Source records:
■ ■ ■ ■ ■ ■ ■

//! OpenAI adapter: chat completions with SSE streaming.
//!
//! OpenAI models tool results as `tool`-role messages linked by
//! `tool_call_id`, and streams tool calls as indexed argument fragments;
//! the shared builders assemble them so only complete calls surface.
//! Usage counts are per-response, with cached and reasoning tokens nested
//! in detail objects.

use async_stream::try_stream;
use async_trait::async_trait;
use futures::StreamExt;
use reqwest::Client as HttpClient;
use serde_json::{Value, json};
use tokio_util::sync::CancellationToken;
use tracing::debug;

use crate::config::constants::{models, urls};
use crate::llm::content::{Content, FunctionCall, Part, Role};
use crate::llm::error::{LLMError, format_provider_error};
use crate::llm::provider::LLMProvider;
use crate::llm::request::LLMRequest;
use crate::llm::response::{FinishReason, LLMResponse, LLMStream, UsageMetadata};

use super::shared::{SseDecoder, ToolCallAssembler};

pub struct OpenAIProvider {
    api_key: String,
    http_client: HttpClient,
    base_url: String,
}

impl OpenAIProvider {
    pub fn new(api_key: String) -> Self {
        Self::with_base_url(api_key, urls::OPENAI_API_BASE.to_string())
    }

    pub fn with_base_url(api_key: String, base_url: String) -> Self {
        Self {
            api_key,
            http_client: HttpClient::new(),
            base_url,
        }
    }

    fn handle_http_error(status: reqwest::StatusCode, error_text: &str) -> LLMError {
        let code = status.as_u16();
        if code == 401 || code == 403 {
            return LLMError::Authentication(format_provider_error(
                "openai",
                &format!("{error_text}. Check the OPENAI_API_KEY environment variable."),
            ));
        }
        if code == 429 {
            return LLMError::RateLimit;
        }
        if code == 400 {
            return LLMError::InvalidRequest(format_provider_error("openai", error_text));
        }
        LLMError::Provider(format_provider_error(
            "openai",
            &format!("HTTP {status}: {error_text}"),
        ))
    }

    fn convert_request(&self, request: &LLMRequest, stream: bool) -> Value {
        let mut messages: Vec<Value> = Vec::new();

        let mut system_texts: Vec<String> = Vec::new();
        if let Some(instruction) = &request.system_instruction {
            system_texts.push(instruction.clone());
        }
        for content in &request.contents {
            if content.role == Role::System {
                let text = content.joined_text();
                if !text.is_empty() {
                    system_texts.push(text);
                }
            }
        }
        if !system_texts.is_empty() {
            messages.push(json!({
                "role": "system",
                "content": system_texts.join("\n\n"),
            }));
        }

        for content in &request.contents {
            match content.role {
                Role::System => {}
                Role::Model => {
                    let text = content.joined_text();
                    let tool_calls: Vec<Value> = content
                        .function_calls()
                        .map(|call| {
                            json!({
                                "id": call.id,
                                "type": "function",
                                "function": {
                                    "name": call.name,
                                    "arguments": call.args.to_string(),
                                },
                            })
                        })
                        .collect();

                    let mut message = json!({
                        "role": "assistant",
                        "content": if text.is_empty() { Value::Null } else { Value::String(text) },
                    });
                    if !tool_calls.is_empty() {
                        message["tool_calls"] = Value::Array(tool_calls);
                    }
                    messages.push(message);
                }
                Role::User => {
                    // Function responses become individual tool-role messages;
                    // plain text stays a user message.
                    let mut user_text = String::new();
                    for part in &content.parts {
                        match part {
                            Part::Text { text } => user_text.push_str(text),
                            Part::FunctionResponse { response } => {
                                messages.push(json!({
                                    "role": "tool",
                                    "tool_call_id": response.id,
                                    "content": response.response.to_string(),
                                }));
                            }
                            Part::FunctionCall { .. } => {}
                        }
                    }
                    if !user_text.is_empty() {
                        messages.push(json!({"role": "user", "content": user_text}));
                    }
                }
            }
        }

        let mut body = json!({
            "model": request.model,
            "messages": messages,
        });

        if !request.tools.is_empty() {
            let tools: Vec<Value> = request
                .tools
                .iter()
                .map(|tool| {
                    json!({
                        "type": "function",
                        "function": {
                            "name": tool.name,
                            "description": tool.description,
                            "parameters": ensure_required_field(tool.parameters.clone()),
                        },
                    })
                })
                .collect();
            body["tools"] = Value::Array(tools);
        }

        if let Some(temperature) = request.generation.temperature {
            body["temperature"] = json!(temperature);
        }
        if let Some(top_p) = request.generation.top_p {
            body["top_p"] = json!(top_p);
        }
        if let Some(max_tokens) = request.generation.max_output_tokens {
            body["max_completion_tokens"] = json!(max_tokens);
        }
        if stream {
            body["stream"] = json!(true);
            body["stream_options"] = json!({"include_usage": true});
        }

        body
    }

    fn parse_usage(value: &Value) -> Option<UsageMetadata> {
        let usage = value.get("usage")?;
        if usage.is_null() {
            return None;
        }
        let prompt_tokens = usage.get("prompt_tokens")?.as_u64()?;
        let response_tokens = usage
            .get("completion_tokens")
            .and_then(Value::as_u64)
            .unwrap_or(0);
        let cached_tokens = usage
            .pointer("/prompt_tokens_details/cached_tokens")
            .and_then(Value::as_u64)
            .unwrap_or(0);
        let thought_tokens = usage
            .pointer("/completion_tokens_details/reasoning_tokens")
            .and_then(Value::as_u64)
            .unwrap_or(0);
        Some(UsageMetadata {
            prompt_tokens,
            response_tokens,
            thought_tokens,
            tool_use_tokens: 0,
            cached_tokens,
            total_tokens: usage
                .get("total_tokens")
                .and_then(Value::as_u64)
                .unwrap_or(prompt_tokens + response_tokens),
        })
    }

    fn map_finish_reason(reason: Option<&str>) -> FinishReason {
        // Tool-call completions normalise to Stop; the loop inspects parts.
        match reason {
            Some("stop") | Some("tool_calls") | None => FinishReason::Stop,
            Some("length") => FinishReason::MaxTokens,
            Some(_) => FinishReason::Other,
        }
    }

    fn convert_response(value: Value) -> Result<LLMResponse, LLMError> {
        let usage = Self::parse_usage(&value);
        let choice = value
            .get("choices")
            .and_then(|choices| choices.get(0))
            .ok_or_else(|| {
                LLMError::Provider(format_provider_error("openai", "no choices in response"))
            })?;

        let message = choice.get("message").ok_or_else(|| {
            LLMError::Provider(format_provider_error("openai", "choice missing message"))
        })?;

        let mut parts = Vec::new();
        if let Some(text) = message.get("content").and_then(Value::as_str) {
            if !text.is_empty() {
                parts.push(Part::text(text));
            }
        }

        if let Some(calls) = message.get("tool_calls").and_then(Value::as_array) {
            for (index, call) in calls.iter().enumerate() {
                let Some(function) = call.get("function") else { continue };
                let Some(name) = function.get("name").and_then(Value::as_str) else {
                    continue;
                };
                let id = call
                    .get("id")
                    .and_then(Value::as_str)
                    .map(str::to_string)
                    .unwrap_or_else(|| format!("call_{index}"));
                let args = function
                    .get("arguments")
                    .and_then(Value::as_str)
                    .and_then(|raw| serde_json::from_str(raw).ok())
                    .unwrap_or_else(|| Value::Object(Default::default()));
                parts.push(Part::FunctionCall {
                    call: FunctionCall {
                        id,
                        name: name.to_string(),
                        args,
                    },
                });
            }
        }

        let finish_reason =
            Self::map_finish_reason(choice.get("finish_reason").and_then(Value::as_str));

        let mut response =
            LLMResponse::completed(Content::new(Role::Model, parts), finish_reason);
        if let Some(usage) = usage {
            response = response.with_usage(usage);
        }
        Ok(response)
    }
}

fn ensure_required_field(mut parameters: Value) -> Value {
    if let Some(object) = parameters.as_object_mut() {
        object
            .entry("required")
            .or_insert_with(|| Value::Array(Vec::new()));
    }
    parameters
}

#[async_trait]
impl LLMProvider for OpenAIProvider {
    fn name(&self) -> &str {
        "openai"
    }

    async fn generate(
        &self,
        request: LLMRequest,
        cancel: CancellationToken,
    ) -> Result<LLMResponse, LLMError> {
        let body = self.convert_request(&request, false);
        let url = format!("{}/chat/completions", self.base_url);

        let send = self
            .http_client
            .post(&url)
            .bearer_auth(&self.api_key)
            .json(&body)
            .send();
        let response = tokio::select! {
            _ = cancel.cancelled() => return Err(LLMError::Cancelled),
            result = send => result.map_err(|err| {
                LLMError::Network(format_provider_error("openai", &err.to_string()))
            })?,
        };

        if !response.status().is_success() {
            let status = response.status();
            let error_text = response.text().await.unwrap_or_default();
            return Err(Self::handle_http_error(status, &error_text));
        }

        let value: Value = response.json().await.map_err(|err| {
            LLMError::Provider(format_provider_error(
                "openai",
                &format!("failed to parse response: {err}"),
            ))
        })?;

        Self::convert_response(value)
    }

    async fn stream(
        &self,
        request: LLMRequest,
        cancel: CancellationToken,
    ) -> Result<LLMStream, LLMError> {
        let body = self.convert_request(&request, true);
        let url = format!("{}/chat/completions", self.base_url);

        let send = self
            .http_client
            .post(&url)
            .bearer_auth(&self.api_key)
            .json(&body)
            .send();
        let response = tokio::select! {
            _ = cancel.cancelled() => return Err(LLMError::Cancelled),
            result = send => result.map_err(|err| {
                LLMError::Network(format_provider_error("openai", &err.to_string()))
            })?,
        };

        if !response.status().is_success() {
            let status = response.status();
            let error_text = response.text().await.unwrap_or_default();
            return Err(Self::handle_http_error(status, &error_text));
        }

        let mut byte_stream = response.bytes_stream();

        let stream = try_stream! {
            let mut decoder = SseDecoder::new();
            let mut aggregated_text = String::new();
            let mut calls = ToolCallAssembler::new();
            let mut finish_reason = FinishReason::Stop;
            let mut usage: Option<UsageMetadata> = None;
            let mut done = false;

            while !done {
                let chunk = tokio::select! {
                    _ = cancel.cancelled() => None,
                    next = byte_stream.next() => next,
                };

                let Some(chunk) = chunk else {
                    if cancel.is_cancelled() {
                        Err::<(), _>(LLMError::Cancelled)?;
                    }
                    break;
                };
                let bytes = chunk.map_err(|err| {
                    LLMError::Network(format_provider_error("openai", &err.to_string()))
                })?;
                decoder.feed(&bytes);

                while let Some(payload) = decoder.next_payload() {
                    if payload == "[DONE]" {
                        done = true;
                        break;
                    }

                    let Ok(value) = serde_json::from_str::<Value>(&payload) else {
                        debug!(target: "quill::llm::openai", "skipping undecodable stream chunk");
                        continue;
                    };

                    if let Some(parsed) = Self::parse_usage(&value) {
                        usage = Some(parsed);
                    }

                    let Some(choice) = value.get("choices").and_then(|c| c.get(0)) else {
                        continue;
                    };

                    if let Some(reason) = choice.get("finish_reason").and_then(Value::as_str) {
                        finish_reason = Self::map_finish_reason(Some(reason));
                    }

                    let Some(delta) = choice.get("delta") else { continue };

                    if let Some(text) = delta.get("content").and_then(Value::as_str) {
                        if !text.is_empty() {
                            aggregated_text.push_str(text);
                            yield LLMResponse::partial_text(text);
                        }
                    }

                    if let Some(deltas) = delta.get("tool_calls").and_then(Value::as_array) {
                        calls.absorb(deltas);
                    }
                }
            }

            let mut parts = Vec::new();
            if !aggregated_text.is_empty() {
                parts.push(Part::text(aggregated_text));
            }
            for call in calls.finish() {
                parts.push(Part::FunctionCall { call });
            }

            let mut completed =
                LLMResponse::completed(Content::new(Role::Model, parts), finish_reason);
            if let Some(usage) = usage {
                completed = completed.with_usage(usage);
            }
            yield completed;
        };

        Ok(Box::pin(stream))
    }

    fn supported_models(&self) -> Vec<String> {
        models::openai::SUPPORTED_MODELS
            .iter()
            .map(|id| id.to_string())
            .collect()
    }
}
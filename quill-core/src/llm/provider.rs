//! Universal LLM provider abstraction.
//!
//! One adapter per backend. Adapters translate between the neutral
//! request/response vocabulary and the provider wire protocol, including
//! message-role mapping, tool-schema translation, and streamed tool-call
//! accumulation.
//!
//! Role mapping differs per backend: Gemini converses with `user`/`model`
//! roles and takes the system instruction out-of-band; OpenAI uses
//! `system`/`user`/`assistant`/`tool` with `tool_call_id` linking results to
//! calls. Function responses are user-role in the neutral model and each
//! adapter maps them to whatever its backend expects.

use async_stream::try_stream;
use async_trait::async_trait;
use tokio_util::sync::CancellationToken;

use super::error::LLMError;
use super::request::LLMRequest;
use super::response::{LLMResponse, LLMStream};

/// Contract implemented by every backend adapter.
#[async_trait]
pub trait LLMProvider: Send + Sync {
    /// Concrete backend name, e.g. "gemini" or "openai".
    fn name(&self) -> &str;

    /// One-shot completion. Accumulates internally and returns a single
    /// completed response.
    async fn generate(
        &self,
        request: LLMRequest,
        cancel: CancellationToken,
    ) -> Result<LLMResponse, LLMError>;

    /// Streaming completion. Yields partial chunks as they arrive; the
    /// final chunk has `partial=false, turn_complete=true`. The default
    /// implementation falls back to `generate`.
    async fn stream(
        &self,
        request: LLMRequest,
        cancel: CancellationToken,
    ) -> Result<LLMStream, LLMError> {
        let response = self.generate(request, cancel).await?;
        let stream = try_stream! {
            yield response;
        };
        Ok(Box::pin(stream))
    }

    /// Model ids this adapter serves.
    fn supported_models(&self) -> Vec<String>;
}
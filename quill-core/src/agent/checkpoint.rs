//! Checkpoint hook invoked before mutating tools.
//!
//! The store is pluggable: an external version store can snapshot files and
//! conversation so a later restore can revert both. Failures are logged and
//! never block the tool call.

use async_trait::async_trait;

/// External version store contract.
#[async_trait]
pub trait CheckpointStore: Send + Sync {
    /// Record a checkpoint labelled with the tool about to run.
    async fn checkpoint(&self, label: &str) -> anyhow::Result<()>;
}

/// No-op store used when checkpointing is not configured.
pub struct NoCheckpoints;

#[async_trait]
impl CheckpointStore for NoCheckpoints {
    async fn checkpoint(&self, _label: &str) -> anyhow::Result<()> {
        Ok(())
    }
}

■ ■ ■ ■ ■ ■ ■

• WORK ORDER:
Respond with a number only, the count of lines in the entries where the string "debug" occurs.

• WRITTEN SOLUTION:
2